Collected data
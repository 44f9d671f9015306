//! Metric anomaly detection
//!
//! Shared by timeline building and root-cause analysis so both agree on which
//! metric points count as anomalies.

use crate::telemetry::MetricPoint;
use serde::{Deserialize, Serialize};
use statrs::statistics::Statistics;
use std::collections::HashMap;

/// Thresholds for flagging a metric point as anomalous
#[derive(Debug, Clone, PartialEq, Serialize, Deserialize)]
#[serde(default)]
pub struct AnomalyConfig {
    /// Producer anomaly score at or above which a point is anomalous
    pub score_threshold: f64,

    /// Relative deviation from baseline that counts as anomalous
    pub baseline_deviation: f64,

    /// Z-score threshold for series without a baseline
    pub z_threshold: f64,

    /// Minimum series length before z-scores are trusted
    pub min_series_len: usize,
}

impl Default for AnomalyConfig {
    fn default() -> Self {
        Self {
            score_threshold: 0.7,
            baseline_deviation: 0.5,
            z_threshold: 3.0,
            min_series_len: 5,
        }
    }
}

impl AnomalyConfig {
    /// Point-local check using the producer score and baseline only
    pub fn is_point_anomalous(&self, point: &MetricPoint) -> bool {
        if let Some(score) = point.anomaly_score {
            if score >= self.score_threshold {
                return true;
            }
        }
        match point.baseline {
            Some(baseline) => (point.value - baseline).abs() > self.baseline_deviation * baseline.abs(),
            None => false,
        }
    }

    /// Flag every point, grouping points into series by (service, metric name)
    ///
    /// The returned vector is index-aligned with `points`.
    pub fn detect(&self, points: &[MetricPoint]) -> Vec<bool> {
        let mut flags: Vec<bool> = points.iter().map(|p| self.is_point_anomalous(p)).collect();

        let mut series: HashMap<(&str, &str), Vec<usize>> = HashMap::new();
        for (idx, point) in points.iter().enumerate() {
            if point.baseline.is_none() {
                series
                    .entry((point.service.as_str(), point.name.as_str()))
                    .or_default()
                    .push(idx);
            }
        }

        for indices in series.values() {
            if indices.len() < self.min_series_len {
                continue;
            }
            let values: Vec<f64> = indices.iter().map(|&i| points[i].value).collect();
            let mean = values.as_slice().mean();
            let std_dev = values.as_slice().std_dev();
            if !std_dev.is_finite() || std_dev <= f64::EPSILON {
                continue;
            }
            for &i in indices {
                if ((points[i].value - mean) / std_dev).abs() >= self.z_threshold {
                    flags[i] = true;
                }
            }
        }

        flags
    }
}
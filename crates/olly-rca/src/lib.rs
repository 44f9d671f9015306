//! Olly RCA - root-cause analysis over a correlated context
//!
//! - `graph`: service dependency graph
//! - `causal`: bucketed, backdoor-adjusted effect of metric anomalies on error rate
//! - `chain`: weighted chain-of-event analysis
//! - `analyzer`: merges both into a conclusive or inconclusive outcome
//! - `narrator`: optional prose for an already-decided result

pub mod analyzer;
pub mod causal;
pub mod chain;
pub mod graph;
pub mod model;
pub mod narrator;

pub use analyzer::{RcaService, RootCauseAnalyzer};
pub use graph::ServiceGraph;
pub use model::{CausalCandidate, CausalChain, ChainEvent, ChainEventKind, RcaOutcome, RcaResult};
pub use narrator::{LlmNarrator, Narrator, NarratorError, StaticNarrator};
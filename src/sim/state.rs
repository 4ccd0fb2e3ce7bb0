//! Simulation state: the player and the map-view flag
//!
//! All mutable state lives in [`SimState`] and is only changed by
//! [`tick`](super::tick::tick).

use glam::IVec2;
use serde::{Deserialize, Serialize};

use super::geometry::{Vector2, heading};
use super::grid::Grid;
use crate::consts::START_ANGLE;

/// The viewpoint moving through the grid
#[derive(Debug, Clone, Copy, PartialEq, Serialize, Deserialize)]
pub struct Player {
    /// Position in grid-cell units
    pub pos: Vector2,
    /// Facing angle (radians, 0 = +x, increasing toward +y)
    pub angle: f64,
    /// Signed speed per tick. Positive values move against the facing
    /// direction, so "forward" is a negative velocity.
    pub velocity: f64,
}

impl Player {
    pub fn new(pos: Vector2, angle: f64) -> Self {
        Self {
            pos,
            angle,
            velocity: 0.0,
        }
    }

    /// Start position for a grid: near the middle, facing -x
    pub fn spawn(grid: &Grid) -> Self {
        let pos = Vector2::new(grid.cols() as f64 / 2.0 - 0.7, grid.rows() as f64 / 2.0 - 0.5);
        Self::new(pos, START_ANGLE)
    }

    /// Unit facing direction, always derived from `angle`
    #[inline]
    pub fn direction(&self) -> Vector2 {
        heading(self.angle)
    }

    /// Integrate one tick of motion.
    ///
    /// The displacement `direction * velocity` is subtracted from the
    /// position. If the destination cell is blocked the whole move is undone;
    /// there is no sliding along the open axis. Returns whether the player
    /// moved.
    pub fn step(&mut self, grid: &Grid) -> bool {
        if self.velocity == 0.0 {
            return false;
        }
        let delta = self.direction() * self.velocity;
        let target = self.pos - delta;
        if cell_blocked(grid, target) {
            log::warn!("Move to ({:.3}, {:.3}) blocked", target.x, target.y);
            return false;
        }
        self.pos = target;
        true
    }
}

/// Is the cell containing `pos` a wall? Positions outside the grid count
/// as blocked.
pub fn cell_blocked(grid: &Grid, pos: Vector2) -> bool {
    let cell = IVec2::new(pos.x.floor() as i32, pos.y.floor() as i32);
    grid.get(cell.x, cell.y).unwrap_or(true)
}

/// Complete simulation state
#[derive(Debug, Clone, PartialEq, Serialize, Deserialize)]
pub struct SimState {
    pub player: Player,
    /// Whether the top-down map view is drawn
    pub map_view_open: bool,
    /// Simulation tick counter
    pub time_ticks: u64,
}

impl SimState {
    pub fn new(player: Player) -> Self {
        Self {
            player,
            map_view_open: true,
            time_ticks: 0,
        }
    }
}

* Task to complete: The full set of records must be transcribed character for character.

* Task answer:
repository 44f9d671f9015306
//! Metric anomaly detection
//!
//! Shared by timeline building and root-cause analysis so both agree on which
//! metric points count as anomalies.

use crate::telemetry::MetricPoint;
use serde::{Deserialize, Serialize};
use statrs::statistics::Statistics;
use std::collections::HashMap;

/// Thresholds for flagging a metric point as anomalous
#[derive(Debug, Clone, PartialEq, Serialize, Deserialize)]
#[serde(default)]
pub struct AnomalyConfig {
    /// Producer anomaly score at or above which a point is anomalous
    pub score_threshold: f64,

    /// Relative deviation from baseline that counts as anomalous
    pub baseline_deviation: f64,

    /// Z-score threshold for series without a baseline
    pub z_threshold: f64,

    /// Minimum series length before z-scores are trusted
    pub min_series_len: usize,
}

impl Default for AnomalyConfig {
    fn default() -> Self {
        Self {
            score_threshold: 0.7,
            baseline_deviation: 0.5,
            z_threshold: 3.0,
            min_series_len: 5,
        }
    }
}

impl AnomalyConfig {
    /// Point-local check using the producer score and baseline only
    pub fn is_point_anomalous(&self, point: &MetricPoint) -> bool {
        if let Some(score) = point.anomaly_score {
            if score >= self.score_threshold {
                return true;
            }
        }
        match point.baseline {
            Some(baseline) => (point.value - baseline).abs() > self.baseline_deviation * baseline.abs(),
            None => false,
        }
    }

    /// Flag every point, grouping points into series by (service, metric name)
    ///
    /// The returned vector is index-aligned with `points`.
    pub fn detect(&self, points: &[MetricPoint]) -> Vec<bool> {
        let mut flags: Vec<bool> = points.iter().map(|p| self.is_point_anomalous(p)).collect();

        let mut series: HashMap<(&str, &str), Vec<usize>> = HashMap::new();
        for (idx, point) in points.iter().enumerate() {
            if point.baseline.is_none() {
                series
                    .entry((point.service.as_str(), point.name.as_str()))
                    .or_default()
                    .push(idx);
            }
        }

        for indices in series.values() {
            if indices.len() < self.min_series_len {
                continue;
            }
            let values: Vec<f64> = indices.iter().map(|&i| points[i].value).collect();
            let mean = values.as_slice().mean();
            let std_dev = values.as_slice().std_dev();
            if !std_dev.is_finite() || std_dev <= f64::EPSILON {
                continue;
            }
            for &i in indices {
                if ((points[i].value - mean) / std_dev).abs() >= self.z_threshold {
                    flags[i] = true;
                }
            }
        }

        flags
    }
}
filename crates/olly-rca/src/lib.rs
repository 44f9d671f9015306
//! Olly RCA - root-cause analysis over a correlated context
//!
//! - `graph`: service dependency graph
//! - `causal`: bucketed, backdoor-adjusted effect of metric anomalies on error rate
//! - `chain`: weighted chain-of-event analysis
//! - `analyzer`: merges both into a conclusive or inconclusive outcome
//! - `narrator`: optional prose for an already-decided result

pub mod analyzer;
pub mod causal;
pub mod chain;
pub mod graph;
pub mod model;
pub mod narrator;

pub use analyzer::{RcaService, RootCauseAnalyzer};
pub use graph::ServiceGraph;
pub use model::{CausalCandidate, CausalChain, ChainEvent, ChainEventKind, RcaOutcome, RcaResult};
pub use narrator::{LlmNarrator, Narrator, NarratorError, StaticNarrator};
filename src/sim/state.rs
repository 4ccd0fb2e3ce7bb0
//! Simulation state: the player and the map-view flag
//!
//! All mutable state lives in [`SimState`] and is only changed by
//! [`tick`](super::tick::tick).

use glam::IVec2;
use serde::{Deserialize, Serialize};

use super::geometry::{Vector2, heading};
use super::grid::Grid;
use crate::consts::START_ANGLE;

/// The viewpoint moving through the grid
#[derive(Debug, Clone, Copy, PartialEq, Serialize, Deserialize)]
pub struct Player {
    /// Position in grid-cell units
    pub pos: Vector2,
    /// Facing angle (radians, 0 = +x, increasing toward +y)
    pub angle: f64,
    /// Signed speed per tick. Positive values move against the facing
    /// direction, so "forward" is a negative velocity.
    pub velocity: f64,
}

impl Player {
    pub fn new(pos: Vector2, angle: f64) -> Self {
        Self {
            pos,
            angle,
            velocity: 0.0,
        }
    }

    /// Start position for a grid: near the middle, facing -x
    pub fn spawn(grid: &Grid) -> Self {
        let pos = Vector2::new(grid.cols() as f64 / 2.0 - 0.7, grid.rows() as f64 / 2.0 - 0.5);
        Self::new(pos, START_ANGLE)
    }

    /// Unit facing direction, always derived from `angle`
    #[inline]
    pub fn direction(&self) -> Vector2 {
        heading(self.angle)
    }

    /// Integrate one tick of motion.
    ///
    /// The displacement `direction * velocity` is subtracted from the
    /// position. If the destination cell is blocked the whole move is undone;
    /// there is no sliding along the open axis. Returns whether the player
    /// moved.
    pub fn step(&mut self, grid: &Grid) -> bool {
        if self.velocity == 0.0 {
            return false;
        }
        let delta = self.direction() * self.velocity;
        let target = self.pos - delta;
        if cell_blocked(grid, target) {
            log::warn!("Move to ({:.3}, {:.3}) blocked", target.x, target.y);
            return false;
        }
        self.pos = target;
        true
    }
}

/// Is the cell containing `pos` a wall? Positions outside the grid count
/// as blocked.
pub fn cell_blocked(grid: &Grid, pos: Vector2) -> bool {
    let cell = IVec2::new(pos.x.floor() as i32, pos.y.floor() as i32);
    grid.get(cell.x, cell.y).unwrap_or(true)
}

/// Complete simulation state
#[derive(Debug, Clone, PartialEq, Serialize, Deserialize)]
pub struct SimState {
    pub player: Player,
    /// Whether the top-down map view is drawn
    pub map_view_open: bool,
    /// Simulation tick counter
    pub time_ticks: u64,
}

impl SimState {
    pub fn new(player: Player) -> Self {
        Self {
            player,
            map_view_open: true,
            time_ticks: 0,
        }
    }
}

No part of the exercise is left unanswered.